C. a. Le 8 juin 2022, l'intéressée a interjeté recours par-devant la CJCAS à l'encontre de cette décision, concluant, en substance à son annulation et à la réévaluation de sa demande.

À l'appui de son recours, elle expliquait qu'elle n'avait pas violé l'obligation de renseigner car elle avait déposé à l'intimé un courrier en décembre 2017 et avait envoyé des pièces en janvier 2018 au moment où le bien immobilier en cause avait été vendu, dont le revenu lui permettait de vivre sans les PC. La succession était en attente de la vente de la maison, de sorte qu'elle ne savait pas qu'elle devait l'annoncer. Il n'y avait pas eu de dol éventuel. Elle n'avait jamais eu conscience d'agir pour léser l'intimé. Par ailleurs, sa situation financière ne lui permettait pas de rembourser la somme réclamée et elle n'avait personne pour l'aider.

b. Le 8 juillet 2022, l'intimé a conclu au rejet du recours.

c. Le 30 juillet 2022, la recourante a maintenu ses conclusions, faisant valoir qu'elle n'avait pas commis de négligence grave, à défaut de juste motif. Sa bonne foi était présumée et n'était pas incompatible avec les circonstances qu'elle avait expliquées dans ses précédents courriers, puisqu'elle pensait agir de manière conforme aux règles de la bonne foi. Feu son mari ne se sentait pas concerné par l'attestation de propriété du bien immobilier à B______, car ils étaient mariés selon le régime de la séparation de bien. Il n'avait donc pas retenu une information dans le but de frauder et n'avait pas reçu de prestations indûment. La recourante n'avait pas les ressources financières pour demander une estimation du bien immobilier en 2009 comme le demandait l'intimé. En outre, il ne lui était pas possible d'estimer la valeur vénale actuelle du bien en 2018, alors qu'il avait été vendu. Le notaire avait estimé le bien à EUR 380'000.- et lui avait dit qu'il ne pouvait pas faire autrement pour des raisons fiscales. Or, il s'était avéré que le bien avait été surévalué puisqu'il n'avait trouvé preneur qu'à EUR 317'000.-. Elle avait demandé à l'intimé, par pli du 20 juillet 2017, un rendez-vous afin de demander comment faire pour déclarer la perception de la vente du bien immobilier et n'avait jamais eu de réponse. Cette demande n'avait pas été prise en compte par l'intimé pour l'appréciation de l'obligation de déclarer et de sa bonne foi.

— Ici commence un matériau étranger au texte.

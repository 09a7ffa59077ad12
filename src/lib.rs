// @file: kline_exporter/src/lib.rs
// @description: Exposes the modular architecture for integration testing and external usage.
// @author: LAS.

pub mod app;
pub mod cli;
pub mod connectors;
pub mod core;
pub mod output;
pub mod tests;
pub mod utils;

pub use crate::core::dates::{parse_utc_millis, TimePoint};
pub use crate::core::error::{KlineError, Result};
pub use crate::core::fetcher::{FetcherSettings, SeriesFetcher};
pub use crate::core::interval::{parse_interval, Interval};
pub use crate::core::models::{Candle, FetchReport, MarketType, Series};
// @file: kline_exporter/src/core/fetcher.rs
// @description: Pages through a capped kline endpoint and stitches the pages into one ordered series.
// @author: LAS.

use crate::core::dates::TimePoint;
use crate::core::error::{KlineError, Result};
use crate::core::interfaces::{PageRequest, PageSource};
use crate::core::interval::{parse_interval, Interval};
use crate::core::models::{Candle, FetchReport};
use crate::utils::config::AppConfig;
use futures_util::stream::{self, Stream, StreamExt};
use log::{debug, info, warn};
use tokio::time::{sleep, Duration};

//
// CONSTANTS
//

/// Largest page the klines endpoint serves without an explicit limit.
pub const DEFAULT_PAGE_LIMIT: usize = 500;
pub const DEFAULT_PAUSE_EVERY_PAGES: usize = 5;
pub const DEFAULT_PAUSE: Duration = Duration::from_millis(250);


//
// TYPE DEFINITIONS
//

#[derive(Debug, Clone, PartialEq, Eq)]
pub struct FetcherSettings {
    pub page_limit: usize,
    /// Courtesy pause after every N-th page. Zero disables pausing.
    pub pause_every_pages: usize,
    pub pause: Duration,
}

impl Default for FetcherSettings {
    fn default() -> Self {
        Self {
            page_limit: DEFAULT_PAGE_LIMIT,
            pause_every_pages: DEFAULT_PAUSE_EVERY_PAGES,
            pause: DEFAULT_PAUSE,
        }
    }
}

impl From<&AppConfig> for FetcherSettings {
    fn from(config: &AppConfig) -> Self {
        Self {
            page_limit: config.page_limit,
            pause_every_pages: config.pause_every_pages,
            pause: Duration::from_millis(config.pause_millis),
        }
    }
}

/// Pagination state carried between pages.
struct PageCursor {
    request: PageRequest,
    step_millis: i64,
    fetched: usize,
    done: bool,
}


//
// SERIES FETCHER
//

pub struct SeriesFetcher<S> {
    source: S,
    settings: FetcherSettings,
}

impl<S: PageSource> SeriesFetcher<S> {
    //
    // CONSTRUCTION
    //

    pub fn new(source: S) -> Self {
        Self::with_settings(source, FetcherSettings::default())
    }

    pub fn with_settings(source: S, settings: FetcherSettings) -> Self {
        Self { source, settings }
    }

    pub fn source(&self) -> &S {
        &self.source
    }

    pub fn settings(&self) -> &FetcherSettings {
        &self.settings
    }

    /// Rows requested per page: at least one, and never above the source's cap.
    pub fn page_limit(&self) -> usize {
        let limit: usize = self.settings.page_limit.max(1);
        match self.source.max_page_limit() {
            Some(cap) => limit.min(cap.max(1)),
            None => limit,
        }
    }

    //
    // PUBLIC INTERFACE
    //

    /// Lazily request consecutive pages. Ends after the first short page or
    /// after yielding an error. The courtesy pause is slept before the page
    /// following every `pause_every_pages`-th one, so a finished run never waits.
    pub fn pages<'a>(
        &'a self,
        symbol: &str,
        interval: &Interval,
        start: TimePoint,
        end: TimePoint,
    ) -> impl Stream<Item = Result<Vec<Candle>>> + Send + 'a
    where
        S: 'a,
    {
        let cursor: PageCursor = PageCursor {
            request: PageRequest {
                symbol: symbol.trim().to_uppercase(),
                interval: interval.code().to_string(),
                start_time: start,
                end_time: end,
                limit: self.page_limit(),
            },
            step_millis: interval.millis(),
            fetched: 0,
            done: false,
        };

        stream::unfold(cursor, move |mut cursor| async move {
            if cursor.done {
                return None;
            }

            // #1. Courtesy pause before continuing past every N-th page
            let every: usize = self.settings.pause_every_pages;
            if every > 0 && cursor.fetched > 0 && cursor.fetched % every == 0 {
                debug!("Pausing {:?} after page {}", self.settings.pause, cursor.fetched);
                sleep(self.settings.pause).await;
            }
            cursor.fetched += 1;

            let page: Vec<Candle> = match self.source.fetch_page(&cursor.request).await {
                Ok(page) => page,
                Err(err) => {
                    cursor.done = true;
                    return Some((Err(err), cursor));
                }
            };

            // #2. A short page means the endpoint has nothing more up to `end`
            if page.len() < cursor.request.limit {
                cursor.done = true;
            }

            // #3. Next page starts one step after the last candle received
            if let Some(last) = page.last() {
                match last.open_time.checked_add(cursor.step_millis) {
                    Some(next) if next > cursor.request.start_time => {
                        cursor.request.start_time = next;
                    }
                    _ => {
                        cursor.done = true;
                        let err = KlineError::MalformedResponse(format!(
                            "pagination cursor did not advance past {} (last open_time {})",
                            cursor.request.start_time, last.open_time
                        ));
                        return Some((Err(err), cursor));
                    }
                }
            }

            Some((Ok(page), cursor))
        })
    }

    /// Resolve `interval` and fetch every candle between `start` and `end`.
    pub async fn fetch_series(
        &self,
        symbol: &str,
        interval: &str,
        start: TimePoint,
        end: TimePoint,
    ) -> Result<FetchReport> {
        // #1. Caller errors surface before any network call
        let interval: Interval = parse_interval(interval)?;
        self.fetch_interval(symbol, &interval, start, end).await
    }

    pub async fn fetch_interval(
        &self,
        symbol: &str,
        interval: &Interval,
        start: TimePoint,
        end: TimePoint,
    ) -> Result<FetchReport> {
        info!(
            "Fetching {} {} klines from {} to {} via {}",
            symbol,
            interval,
            start,
            end,
            self.source.name()
        );

        if self.page_limit() != self.settings.page_limit {
            warn!(
                "page_limit {} adjusted to {} for {}",
                self.settings.page_limit,
                self.page_limit(),
                self.source.name()
            );
        }

        let mut pages = Box::pin(self.pages(symbol, interval, start, end));
        let mut report: FetchReport = FetchReport::default();

        // #2. Drain pages into one ordered buffer
        while let Some(page) = pages.next().await {
            let page: Vec<Candle> = page?;
            report.pages += 1;

            let received: usize = page.len();
            let kept: usize = report.series.extend_page(page);
            debug!(
                "Page {}: {} candles ({} kept), total {}",
                report.pages,
                received,
                kept,
                report.series.len()
            );

            // #3. Every N-th page is a pause point, the stream sleeps only if another page follows
            let every: usize = self.settings.pause_every_pages;
            if every > 0 && report.pages % every == 0 {
                report.pauses += 1;
            }
        }

        let gaps = report.series.gaps(interval.millis());
        if !gaps.is_empty() {
            warn!("{} gap(s) in {} {} series", gaps.len(), symbol, interval);
        }

        info!(
            "Fetched {} candles in {} page(s) ({} pause(s))",
            report.series.len(),
            report.pages,
            report.pauses
        );

        Ok(report)
    }
}
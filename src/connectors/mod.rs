// @file: kline_exporter/src/connectors/mod.rs
// @description: Remote kline endpoints and the retry policy they share.
// @author: LAS.

pub mod binance_rest;
pub mod retry;
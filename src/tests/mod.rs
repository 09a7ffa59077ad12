// @file: kline_exporter/src/tests/mod.rs
// @description: Scenario suites driving the fetcher against in-memory page sources.
// @author: LAS.

pub mod rate_limit_tester;
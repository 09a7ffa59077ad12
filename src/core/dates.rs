// @file: kline_exporter/src/core/dates.rs
// @description: Normalizes free-form date expressions into UTC epoch milliseconds.
// @author: LAS.

use crate::core::error::{KlineError, Result};
use chrono::{
    DateTime, Datelike, Duration, FixedOffset, Months, NaiveDate, NaiveDateTime, SecondsFormat,
    TimeZone, Utc,
};

//
// TYPE DEFINITIONS
//

/// Absolute instant as milliseconds since 1970-01-01T00:00:00 UTC.
pub type TimePoint = i64;

/// Result of a raw parse, before UTC normalization.
#[derive(Debug, Clone, Copy, PartialEq, Eq)]
pub enum ParsedDate {
    Aware(DateTime<FixedOffset>),
    Naive(NaiveDateTime),
}

impl ParsedDate {
    pub fn to_utc(self) -> DateTime<Utc> {
        match self {
            ParsedDate::Aware(dt) => dt.with_timezone(&Utc),
            // No offset means the expression already meant UTC
            ParsedDate::Naive(naive) => Utc.from_utc_datetime(&naive),
        }
    }
}

/// Narrow seam over whatever understands human date expressions.
pub trait DateParser: Send + Sync {
    fn parse(&self, text: &str) -> Option<ParsedDate>;
}


//
// CONSTANTS
//

const AWARE_FORMATS: &[&str] = &[
    "%Y-%m-%d %H:%M:%S %z",
    "%Y-%m-%dT%H:%M:%S%z",
    "%Y-%m-%d %H:%M:%S%z",
];

const NAIVE_DATETIME_FORMATS: &[&str] = &[
    "%Y-%m-%d %H:%M:%S%.f",
    "%Y-%m-%dT%H:%M:%S%.f",
    "%Y-%m-%d %H:%M",
    "%Y-%m-%dT%H:%M",
    "%d/%m/%y %H:%M",
    "%d/%m/%Y %H:%M",
    "%B %d, %Y %H:%M",
];

// Slash dates are day-first only ("01/02/19" is 1 February 2019), following the
// "DD/MM/YY" prompt; month-first readings are never attempted. They must come
// before "%Y/%m/%d", which accepts a one or two digit year.
const NAIVE_DATE_FORMATS: &[&str] = &[
    "%Y-%m-%d",
    "%d/%m/%y",
    "%d/%m/%Y",
    "%Y/%m/%d",
    "%B %d, %Y",
    "%B %d %Y",
    "%d %B %Y",
    "%d %B, %Y",
    "%d.%m.%Y",
];

const TIMEZONE_SUFFIXES: &[&str] = &["utc", "gmt", "z"];
const ORDINAL_SUFFIXES: &[&str] = &["st", "nd", "rd", "th"];

/// Calendar-format matches before this year are misreads ("Dec 2019" as day 20, year 19).
const MIN_CALENDAR_YEAR: i32 = 1000;


//
// NATURAL LANGUAGE PARSER
//

/// Default [`DateParser`]: absolute calendar formats, RFC 3339, epoch
/// milliseconds and simple relative phrases ("now", "11 hours ago").
#[derive(Debug, Clone, Default)]
pub struct NaturalDateParser {
    now: Option<DateTime<Utc>>,
}

impl NaturalDateParser {
    pub fn new() -> Self {
        Self { now: None }
    }

    /// Pin the reference instant used for relative expressions.
    pub fn with_now(now: DateTime<Utc>) -> Self {
        Self { now: Some(now) }
    }

    fn now(&self) -> DateTime<Utc> {
        self.now.unwrap_or_else(Utc::now)
    }

    fn parse_relative(&self, lower: &str) -> Option<DateTime<Utc>> {
        let now: DateTime<Utc> = self.now();

        match lower {
            "now" | "today" => return Some(now),
            "yesterday" => return shift(now, 1, "day", false),
            "tomorrow" => return shift(now, 1, "day", true),
            _ => {}
        }

        let tokens: Vec<&str> = lower.split_whitespace().collect();
        match tokens.as_slice() {
            // #1. "<count> <unit>[s] ago" / "<count> <unit>[s] from now"
            [count, unit, "ago"] => shift(now, parse_count(count)?, unit, false),
            [count, unit, "from", "now"] => shift(now, parse_count(count)?, unit, true),
            // #2. "in <count> <unit>[s]"
            ["in", count, unit] => shift(now, parse_count(count)?, unit, true),
            // #3. "last <unit>" / "next <unit>"
            ["last", unit] => shift(now, 1, unit, false),
            ["next", unit] => shift(now, 1, unit, true),
            _ => None,
        }
    }
}

impl DateParser for NaturalDateParser {
    fn parse(&self, text: &str) -> Option<ParsedDate> {
        let trimmed: &str = text.trim();
        if trimmed.is_empty() {
            return None;
        }

        // #1. Offset-carrying forms are tried on the untouched text
        if let Ok(dt) = DateTime::parse_from_rfc3339(trimmed) {
            return Some(ParsedDate::Aware(dt));
        }
        for fmt in AWARE_FORMATS {
            if let Some(dt) = DateTime::parse_from_str(trimmed, fmt)
                .ok()
                .filter(|dt| dt.year() >= MIN_CALENDAR_YEAR)
            {
                return Some(ParsedDate::Aware(dt));
            }
        }

        // #2. Drop a trailing timezone token ("now UTC", "January 01, 2018 UTC")
        let body: &str = strip_timezone_suffix(trimmed);
        let lower: String = body.to_lowercase();

        if let Some(dt) = self.parse_relative(&lower) {
            return Some(ParsedDate::Aware(dt.fixed_offset()));
        }

        // #3. Bare digits: four is a year, ten is epoch seconds, eleven or more epoch millis
        if !body.is_empty() && body.bytes().all(|b| b.is_ascii_digit()) {
            return match body.len() {
                4 => NaiveDate::from_ymd_opt(body.parse().ok()?, 1, 1)
                    .and_then(|d| d.and_hms_opt(0, 0, 0))
                    .map(ParsedDate::Naive),
                10 => DateTime::from_timestamp(body.parse().ok()?, 0)
                    .map(|dt| ParsedDate::Aware(dt.fixed_offset())),
                len if len >= 11 => DateTime::from_timestamp_millis(body.parse().ok()?)
                    .map(|dt| ParsedDate::Aware(dt.fixed_offset())),
                _ => None,
            };
        }

        // #4. "1st", "22nd" and friends lose their suffix
        let cleaned: String = strip_ordinals(body);

        // #5. "January 2018" means the first of that month
        if let Some(naive) = parse_month_year(&cleaned) {
            return Some(ParsedDate::Naive(naive));
        }

        // #6. Calendar formats without an offset
        for fmt in NAIVE_DATETIME_FORMATS {
            if let Some(naive) = NaiveDateTime::parse_from_str(&cleaned, fmt)
                .ok()
                .filter(is_plausible)
            {
                return Some(ParsedDate::Naive(naive));
            }
        }
        for fmt in NAIVE_DATE_FORMATS {
            if let Some(naive) = NaiveDate::parse_from_str(&cleaned, fmt)
                .ok()
                .and_then(|d| d.and_hms_opt(0, 0, 0))
                .filter(is_plausible)
            {
                return Some(ParsedDate::Naive(naive));
            }
        }

        None
    }
}


//
// PUBLIC INTERFACE
//

/// Parse `text` with the default [`NaturalDateParser`].
pub fn parse_utc_millis(text: &str) -> Result<TimePoint> {
    parse_utc_millis_with(&NaturalDateParser::new(), text)
}

pub fn parse_utc_millis_with(parser: &dyn DateParser, text: &str) -> Result<TimePoint> {
    parser
        .parse(text)
        .map(|parsed| parsed.to_utc().timestamp_millis())
        .ok_or_else(|| KlineError::UnparseableDate(text.to_string()))
}

/// Canonical text form of a [`TimePoint`], e.g. `2018-01-01T00:00:00.000Z`.
pub fn format_utc_millis(millis: TimePoint) -> Option<String> {
    DateTime::from_timestamp_millis(millis).map(|dt| dt.to_rfc3339_opts(SecondsFormat::Millis, true))
}


//
// INTERNAL HELPERS
//

fn parse_count(token: &str) -> Option<u32> {
    match token {
        "a" | "an" | "one" => Some(1),
        digits => digits.parse().ok(),
    }
}

/// Move `now` by `count` units, forwards or backwards. Months and years use
/// calendar arithmetic, everything else a fixed span.
fn shift(now: DateTime<Utc>, count: u32, unit: &str, forward: bool) -> Option<DateTime<Utc>> {
    let unit: &str = unit.strip_suffix('s').unwrap_or(unit);

    let span: Duration = match unit {
        "sec" | "second" => Duration::seconds(count.into()),
        "min" | "minute" => Duration::minutes(count.into()),
        "hour" => Duration::hours(count.into()),
        "day" => Duration::days(count.into()),
        "week" => Duration::weeks(count.into()),
        "month" | "year" => {
            let months: u32 = if unit == "year" { count.checked_mul(12)? } else { count };
            return if forward {
                now.checked_add_months(Months::new(months))
            } else {
                now.checked_sub_months(Months::new(months))
            };
        }
        _ => return None,
    };

    if forward {
        now.checked_add_signed(span)
    } else {
        now.checked_sub_signed(span)
    }
}

fn strip_ordinals(text: &str) -> String {
    let chars: Vec<char> = text.chars().collect();
    let mut out: String = String::with_capacity(text.len());
    let mut i: usize = 0;

    while i < chars.len() {
        out.push(chars[i]);
        if chars[i].is_ascii_digit() {
            if let (Some(a), Some(b)) = (chars.get(i + 1), chars.get(i + 2)) {
                let suffix: String = [*a, *b].iter().collect::<String>().to_lowercase();
                let at_boundary: bool = chars.get(i + 3).map_or(true, |c| !c.is_alphanumeric());
                if at_boundary && ORDINAL_SUFFIXES.contains(&suffix.as_str()) {
                    i += 3;
                    continue;
                }
            }
        }
        i += 1;
    }

    out
}

fn parse_month_year(text: &str) -> Option<NaiveDateTime> {
    let spaced: String = text.replace(',', " ");
    let tokens: Vec<&str> = spaced.split_whitespace().collect();
    let [month, year] = tokens.as_slice() else {
        return None;
    };
    if year.len() != 4 || !year.bytes().all(|b| b.is_ascii_digit()) {
        return None;
    }

    NaiveDate::parse_from_str(&format!("1 {} {}", month, year), "%d %B %Y")
        .ok()?
        .and_hms_opt(0, 0, 0)
}

fn is_plausible(naive: &NaiveDateTime) -> bool {
    naive.year() >= MIN_CALENDAR_YEAR
}

fn strip_timezone_suffix(text: &str) -> &str {
    match text.rsplit_once(char::is_whitespace) {
        Some((head, tail)) if TIMEZONE_SUFFIXES.contains(&tail.to_lowercase().as_str()) => {
            head.trim_end()
        }
        None if TIMEZONE_SUFFIXES.contains(&text.to_lowercase().as_str()) => "",
        _ => text,
    }
}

Par ailleurs, l'intimé n'avait jamais justifié la somme de CHF 41'222.60 réclamée les 25 juin 2018 et 21 janvier 2019. L'intimé et la CJCAS n'avaient pas non plus examiné le fait qu'elle était dans l'impossibilité de rembourser, en raison de son revenu avoisinant le seuil de pauvreté. Elle demandait donc le droit d'obtenir de l'aide vu sa situation financière plus que difficile.

d. Sur ce, la cause a été gardée à juger.

 

EN DROIT

 

1.              

1.1 Conformément à l'art. 134 al. 1 let. a ch. 3 de la loi sur l'organisation judiciaire, du 26 septembre 2010 (LOJ - E 2 05), la chambre des assurances sociales de la Cour de justice connaît en instance unique des contestations prévues à l’art. 56 de la loi fédérale sur la partie générale du droit des assurances sociales, du 6 octobre 2000 (LPGA - RS 830.1) relatives à la loi fédérale sur les prestations complémentaires à l’assurance-vieillesse, survivants et invalidité du 6 octobre 2006 (LPC - RS 831.30). Elle statue aussi, en application de l'art. 134 al. 3 let. a LOJ, sur les contestations prévues à l'art. 43 de la loi cantonale sur les prestations complémentaires cantonales du 25 octobre 1968 (LPCC - J 4 25).

Sa compétence pour juger du cas d’espèce est ainsi établie.

1.2 Les dispositions de la LPGA s’appliquent aux prestations complémentaires fédérales à moins que la LPC n’y déroge expressément (art. 1 al. 1 LPC). En matière de prestations complémentaires cantonales, la LPC et ses dispositions d’exécution fédérales et cantonales, ainsi que la LPGA et ses dispositions d’exécution, sont applicables par analogie en cas de silence de la législation cantonale (art. 1A LPCC).

1.3 Le 1er janvier 2021 est entrée en vigueur la modification du 21 juin 2019 de la LPGA. Dans la mesure où le recours a été interjeté postérieurement au 1er janvier 2021, il est soumis au nouveau droit (cf. art. 82a a contrario LPGA).

1.4 Le délai de recours est de trente jours (art. 60 al. 1 LPGA; art. 43 LPCC;
art. 62 al. 1 let. a de la loi sur la procédure administrative du 12 septembre 1985 [LPA-GE – E 5 10] et art. 43 LPCC).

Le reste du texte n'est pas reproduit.